NEW DELHI: India can reduce chances of Covid-19 cases by 72 percent if red light areas continue to remain closed, says a study by academicians from Yale School of Medicine and Harvard Medical School. There are 6,37,500 sex workers in India and over 5 lakh customers visit the red-light areas on a daily basis, according to the study. If the red-light areas start operating again, the disease will spread extremely quickly and infect a very high percentage of sex workers and customers, it said, adding that the infected customers could transmit the disease to lakhs of other citizens.
The researchers assessed the impact of closure of red-light areas on Covid-19 transmission in five cities — Mumbai, Nagpur, Delhi, Kolkata and Pune — for the study. All these cities are currently in the red-zone and account for some of the largest redlight areas in the country. The study says the red light areas have a combination of factors that can create a major hotspot, which, in turn, could cause the infection to spread among a large population. To prevent this, the study recommends keeping red light areas closed indefinitely. The findings have been shared with the Centre and the states along with a recommendation not to allow opening of red-light areas post-lockdown as it can reduce the possibility of cases by 72 per cent in a period of 45 days and delay the peak of Covid cases by 17 days.
The delay in the peak will provide the government more time and opportunities to plan and execute measures to protect public health and economy. The study also states that there could be a 63% reduction in the number of deaths in the first 60 days after the lockdown ends, if the red-light areas are kept closed. As per the study, if the red-light areas are kept closed, there could be delay in the peak of cases by up to 12 days in Mumbai, 17 days in New Delhi, 29 days in Pune, 30 days in Nagpur and 36 days in Kolkata. Further, it can reduce the possibility of cases by 21% in Mumbai, 27% in Pune, 31% in New Delhi, 56% in Nagpur, and 66% in Kolkata in a 45-day period.

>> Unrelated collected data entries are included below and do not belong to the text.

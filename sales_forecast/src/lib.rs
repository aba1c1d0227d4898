//! # Sales Forecast
//!
//! A Rust library for descriptive analytics and short-horizon forecasting
//! over retail transaction logs.
//!
//! ## Features
//!
//! - Loading and cleaning of delimited transaction logs with typed,
//!   row-level error reporting
//! - Product, branch, customer and daily aggregations
//! - Additive Holt-Winters forecasting with optimized smoothing and
//!   prediction intervals
//! - Forecast accuracy metrics (MAE, MSE, RMSE, MAPE) and holdout evaluation
//! - JSON chart payloads and CSV table exports for a dashboard front end
//!
//! ## Quick Start
//!
//! ```no_run
//! use sales_forecast::data::{clean_data, DataLoader};
//! use sales_forecast::models::holt_winters::{fit, forecast};
//! use sales_forecast::series::DailySeries;
//!
//! # fn main() -> sales_forecast::error::Result<()> {
//! // Load and clean the transaction log
//! let raw = DataLoader::from_csv("data/supermarket_sales.csv")?;
//! let table = clean_data(&raw)?;
//!
//! // Fit a weekly model and forecast a month ahead
//! let series = DailySeries::from_table(&table);
//! let model = fit(&series, 7)?;
//! let result = forecast(&model, 30)?;
//!
//! for (date, value) in result.points() {
//!     println!("{}: {:.2}", date, value);
//! }
//! # Ok(())
//! # }
//! ```

pub mod aggregation;
pub mod config;
pub mod data;
pub mod encoding;
pub mod error;
pub mod metrics;
pub mod models;
pub mod pipeline;
pub mod report;
pub mod series;
pub mod utils;

// Re-export commonly used types
pub use crate::aggregation::SalesSummary;
pub use crate::config::PipelineConfig;
pub use crate::data::{DataCleaner, DataLoader, SalesTable};
pub use crate::error::ForecastError;
pub use crate::metrics::{evaluate, ForecastAccuracy};
pub use crate::models::holt_winters::{HoltWinters, HoltWintersModel};
pub use crate::models::{ForecastModel, ForecastResult, TrainedForecastModel};
pub use crate::pipeline::{Pipeline, PipelineOutput};
pub use crate::series::DailySeries;

// Version information
pub const VERSION: &str = env!("CARGO_PKG_VERSION");
pub const NAME: &str = env!("CARGO_PKG_NAME");
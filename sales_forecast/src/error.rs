//! Error types for the sales_forecast crate

use polars::prelude::PolarsError;
use thiserror::Error;

/// Custom error types for the sales_forecast crate
#[derive(Debug, Error)]
pub enum ForecastError {
    /// A required input column is absent after name normalization
    #[error("Missing required column: '{0}'")]
    MissingColumn(String),

    /// A field could not be parsed into its typed value
    #[error("Data format error in row {row}, column '{column}': {message} (value: '{value}')")]
    DataFormat {
        /// 1-based data row, header excluded
        row: usize,
        column: String,
        value: String,
        message: String,
    },

    /// The series is too short for the requested model
    #[error("Insufficient data: need at least {needed} observations, got {got}")]
    InsufficientData { needed: usize, got: usize },

    /// Actual and predicted sequences differ in length
    #[error("Length mismatch: {actual} actual values vs {predicted} predicted values")]
    LengthMismatch { actual: usize, predicted: usize },

    /// A percentage metric would divide by a zero actual value
    #[error("Division by zero: actual value at position {index} is zero, MAPE is undefined")]
    DivisionByZero { index: usize },

    /// Error from invalid parameters
    #[error("Invalid parameter: {0}")]
    InvalidParameter(String),

    /// Error related to parameter or data validation
    #[error("Validation error: {0}")]
    ValidationError(String),

    /// Error from IO operations
    #[error("IO error: {0}")]
    IoError(#[from] std::io::Error),

    /// Error from the CSV reader
    #[error("CSV error: {0}")]
    CsvError(#[from] csv::Error),

    /// Error from Polars operations
    #[error("Polars error: {0}")]
    PolarsError(String),

    /// Error from JSON (de)serialization
    #[error("JSON error: {0}")]
    JsonError(#[from] serde_json::Error),

    /// Error from the numeric routines
    #[error("Math error: {0}")]
    MathError(#[from] sales_math::MathError),
}

/// Result type with our custom error
pub type Result<T> = std::result::Result<T, ForecastError>;

impl From<PolarsError> for ForecastError {
    fn from(err: PolarsError) -> Self {
        ForecastError::PolarsError(err.to_string())
    }
}

impl ForecastError {
    /// Shorthand for building a [`ForecastError::DataFormat`]
    pub fn data_format(
        row: usize,
        column: impl Into<String>,
        value: impl Into<String>,
        message: impl Into<String>,
    ) -> Self {
        ForecastError::DataFormat {
            row,
            column: column.into(),
            value: value.into(),
            message: message.into(),
        }
    }
}
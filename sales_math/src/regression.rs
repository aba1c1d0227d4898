//! Least-squares polynomial regression
//!
//! Used to draw trend lines over historical sales and to report how much
//! of the variance the trend explains.

use crate::{MathError, Result};

/// Polynomial fitted by ordinary least squares
///
/// Coefficients are stored in ascending powers of `x`, so
/// `coefficients()[0]` is the intercept.
#[derive(Debug, Clone, PartialEq)]
pub struct PolynomialFit {
    coefficients: Vec<f64>,
}

impl PolynomialFit {
    /// Fit a polynomial of the given degree through `(x, y)` pairs
    pub fn fit(x: &[f64], y: &[f64], degree: usize) -> Result<Self> {
        if x.len() != y.len() {
            return Err(MathError::InvalidInput(format!(
                "x has {} values but y has {}",
                x.len(),
                y.len()
            )));
        }
        if x.len() <= degree {
            return Err(MathError::InsufficientData(format!(
                "degree {} fit needs at least {} points, got {}",
                degree,
                degree + 1,
                x.len()
            )));
        }

        let size = degree + 1;
        let mut power_sums = vec![0.0; 2 * degree + 1];
        let mut rhs = vec![0.0; size];

        for (&xi, &yi) in x.iter().zip(y) {
            let mut power = 1.0;
            for (k, sum) in power_sums.iter_mut().enumerate() {
                *sum += power;
                if k < size {
                    rhs[k] += yi * power;
                }
                power *= xi;
            }
        }

        let mut matrix: Vec<Vec<f64>> = (0..size)
            .map(|row| power_sums[row..row + size].to_vec())
            .collect();

        let coefficients = solve(&mut matrix, &mut rhs)?;
        Ok(Self { coefficients })
    }

    /// Fit against the positions `0, 1, 2, ...` of `y`
    pub fn fit_indexed(y: &[f64], degree: usize) -> Result<Self> {
        let x: Vec<f64> = (0..y.len()).map(|i| i as f64).collect();
        Self::fit(&x, y, degree)
    }

    /// Coefficients in ascending powers of x
    pub fn coefficients(&self) -> &[f64] {
        &self.coefficients
    }

    /// Degree of the polynomial
    pub fn degree(&self) -> usize {
        self.coefficients.len() - 1
    }

    /// Evaluate the polynomial at `x`
    pub fn predict(&self, x: f64) -> f64 {
        self.coefficients
            .iter()
            .rev()
            .fold(0.0, |acc, &c| acc * x + c)
    }

    /// Evaluate the polynomial at every point of `x`
    pub fn predict_all(&self, x: &[f64]) -> Vec<f64> {
        x.iter().map(|&xi| self.predict(xi)).collect()
    }

    /// Coefficient of determination of this fit against `(x, y)`
    pub fn r_squared(&self, x: &[f64], y: &[f64]) -> Result<f64> {
        if x.len() != y.len() || y.is_empty() {
            return Err(MathError::InvalidInput(
                "x and y must have the same non-zero length".to_string(),
            ));
        }

        let y_mean = y.iter().sum::<f64>() / y.len() as f64;
        let mut ss_total = 0.0;
        let mut ss_residual = 0.0;

        for (&xi, &yi) in x.iter().zip(y) {
            ss_total += (yi - y_mean).powi(2);
            ss_residual += (yi - self.predict(xi)).powi(2);
        }

        if ss_total.abs() < 1e-10 {
            return Err(MathError::CalculationError(
                "Cannot calculate R-squared: total sum of squares is too small".to_string(),
            ));
        }

        Ok(1.0 - ss_residual / ss_total)
    }
}

/// Gaussian elimination with partial pivoting
fn solve(matrix: &mut [Vec<f64>], rhs: &mut [f64]) -> Result<Vec<f64>> {
    let n = rhs.len();

    for col in 0..n {
        let pivot = (col..n)
            .max_by(|&a, &b| matrix[a][col].abs().total_cmp(&matrix[b][col].abs()))
            .unwrap_or(col);

        if matrix[pivot][col].abs() < 1e-12 {
            return Err(MathError::CalculationError(
                "normal equations are singular; x values are too similar".to_string(),
            ));
        }

        matrix.swap(col, pivot);
        rhs.swap(col, pivot);

        for row in col + 1..n {
            let factor = matrix[row][col] / matrix[col][col];
            for k in col..n {
                matrix[row][k] -= factor * matrix[col][k];
            }
            rhs[row] -= factor * rhs[col];
        }
    }

    let mut solution = vec![0.0; n];
    for row in (0..n).rev() {
        let tail: f64 = (row + 1..n).map(|k| matrix[row][k] * solution[k]).sum();
        solution[row] = (rhs[row] - tail) / matrix[row][row];
    }

    Ok(solution)
}

#[cfg(test)]
mod tests {
    use super::*;
    use approx::assert_abs_diff_eq;

    #[test]
    fn test_exact_quadratic() {
        let x: Vec<f64> = (0..10).map(|i| i as f64).collect();
        let y: Vec<f64> = x.iter().map(|v| 2.0 + 0.5 * v - 0.25 * v * v).collect();

        let fit = PolynomialFit::fit(&x, &y, 2).unwrap();
        let c = fit.coefficients();

        assert_eq!(fit.degree(), 2);
        assert_abs_diff_eq!(c[0], 2.0, epsilon = 1e-8);
        assert_abs_diff_eq!(c[1], 0.5, epsilon = 1e-8);
        assert_abs_diff_eq!(c[2], -0.25, epsilon = 1e-8);
        assert_abs_diff_eq!(fit.r_squared(&x, &y).unwrap(), 1.0, epsilon = 1e-10);
    }

    #[test]
    fn test_linear_trend_on_noisy_data() {
        let y = vec![1.0, 3.0, 2.0, 4.0, 3.0, 5.0];
        let fit = PolynomialFit::fit_indexed(&y, 1).unwrap();
        let x: Vec<f64> = (0..y.len()).map(|i| i as f64).collect();

        assert!(fit.coefficients()[1] > 0.0);
        let r2 = fit.r_squared(&x, &y).unwrap();
        assert!(r2 > 0.0 && r2 < 1.0);
        assert_eq!(fit.predict_all(&x).len(), y.len());
    }

    #[test]
    fn test_errors() {
        assert!(matches!(
            PolynomialFit::fit(&[1.0, 2.0], &[1.0], 1),
            Err(MathError::InvalidInput(_))
        ));
        assert!(matches!(
            PolynomialFit::fit(&[1.0, 2.0], &[1.0, 2.0], 2),
            Err(MathError::InsufficientData(_))
        ));
        assert!(matches!(
            PolynomialFit::fit(&[1.0, 1.0, 1.0], &[1.0, 2.0, 3.0], 1),
            Err(MathError::CalculationError(_))
        ));

        let flat = PolynomialFit::fit_indexed(&[4.0, 4.0, 4.0], 1).unwrap();
        assert!(flat.r_squared(&[0.0, 1.0, 2.0], &[4.0, 4.0, 4.0]).is_err());
    }
}
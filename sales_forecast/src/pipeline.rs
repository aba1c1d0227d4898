//! End-to-end batch run: load, clean, aggregate, forecast, report

use crate::aggregation::SalesSummary;
use crate::config::PipelineConfig;
use crate::data::{DataCleaner, DataLoader, RawTable, SalesTable};
use crate::error::{ForecastError, Result};
use crate::metrics::{evaluate_holdout_with, HoldoutEvaluation};
use crate::models::holt_winters::{HoltWinters, HoltWintersModel};
use crate::models::{ForecastModel, ForecastResult};
use crate::report::{write_tables, Report};
use crate::series::DailySeries;
use log::{info, warn};
use std::path::PathBuf;

/// Everything one run produced
#[derive(Debug, Clone)]
pub struct PipelineOutput {
    pub table: SalesTable,
    pub summary: SalesSummary,
    pub series: DailySeries,
    /// `None` when the series was too short to fit
    pub model: Option<HoltWintersModel>,
    pub forecast: Option<ForecastResult>,
    pub holdout: Option<HoldoutEvaluation>,
    pub report: Report,
    /// Every file written, in write order
    pub written: Vec<PathBuf>,
}

#[derive(Debug, Clone)]
pub struct Pipeline {
    config: PipelineConfig,
}

impl Pipeline {
    pub fn new(config: PipelineConfig) -> Result<Self> {
        config.validate()?;
        Ok(Self { config })
    }

    pub fn config(&self) -> &PipelineConfig {
        &self.config
    }

    /// Run against the configured input file
    pub fn run(&self) -> Result<PipelineOutput> {
        let raw = DataLoader::from_csv_with_delimiter(&self.config.input, self.config.delimiter_byte()?)?;
        self.run_raw(&raw)
    }

    /// Run against an already loaded table
    pub fn run_raw(&self, raw: &RawTable) -> Result<PipelineOutput> {
        let config = &self.config;

        let cleaner = DataCleaner::with_formats(config.date_formats.clone(), config.time_formats.clone())?;
        let table = cleaner.clean(raw)?;

        let summary = SalesSummary::from_table(&table);
        info!(
            "Aggregated {} transactions: {} days, {} product lines, {} branches",
            summary.transactions,
            summary.daily_sales.len(),
            summary.products.len(),
            summary.branches.len()
        );

        let series = DailySeries::from_table(&table);
        let missing = series.missing_dates();
        if !missing.is_empty() {
            warn!(
                "Daily series has {} missing calendar days (first: {}); forecasting treats it as evenly spaced",
                missing.len(),
                missing[0]
            );
        }

        let (model, forecast) = match self.forecast(&series) {
            Ok((model, forecast)) => (Some(model), Some(forecast)),
            Err(ForecastError::InsufficientData { needed, got }) => {
                warn!(
                    "Skipping forecast: need {} daily observations, have {}",
                    needed, got
                );
                (None, None)
            }
            Err(e) => return Err(e),
        };

        let holdout = config.holdout_days.and_then(|days| {
            self.model()
                .and_then(|model| evaluate_holdout_with(&model, &series, days))
                .map_err(|e| warn!("Holdout evaluation skipped: {}", e))
                .ok()
        });

        let report = Report::build(&summary, &series, forecast.as_ref());
        let mut written = report.write_json(&config.output_dir)?;
        if config.write_tables {
            written.extend(write_tables(&config.output_dir, &summary, forecast.as_ref())?);
        }

        Ok(PipelineOutput {
            table,
            summary,
            series,
            model,
            forecast,
            holdout,
            report,
            written,
        })
    }

    fn model(&self) -> Result<HoltWinters> {
        Ok(HoltWinters::new(self.config.seasonal_period)?.with_optimizer(self.config.optimizer.clone()))
    }

    fn forecast(&self, series: &DailySeries) -> Result<(HoltWintersModel, ForecastResult)> {
        let model = self.model()?.train(series)?;
        let forecast = model.forecast_with_intervals(self.config.horizon, self.config.confidence_level)?;
        info!(
            "Forecast {} days from {}",
            forecast.horizon(),
            model.last_date()
        );
        Ok((model, forecast))
    }
}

Commenting on the report, coauthor, Dr Jefferey Townsend, Professor of Biostatistics, Yale School of Medicine said, “At the release of lockdown, there is a very high potential for the hike in cases, and hence, a modulated approach is warranted. The actual scenario will depend on behavior of individuals and our model does not predict how individuals will behave. Purpose of our modelling exercises in not to predict what will happen in the future, but to understand the effect of the intervention on the future. Our study findings show that there is a strong effect of the redlight area closures, especially immediately following lockdown.”
What other countries have done for red light areas
Other countries have also implemented similar interventions. In Australia, brothels and strip clubs are the only businesses that are delineated as indefinitely closed in the country’s reopening plan. Germany and the Netherlands have also closed their brothels to protect citizens from coronavirus. According to the study the red light areas have a combination of factors that can create a major hotspot and hence it is said India should also follow this.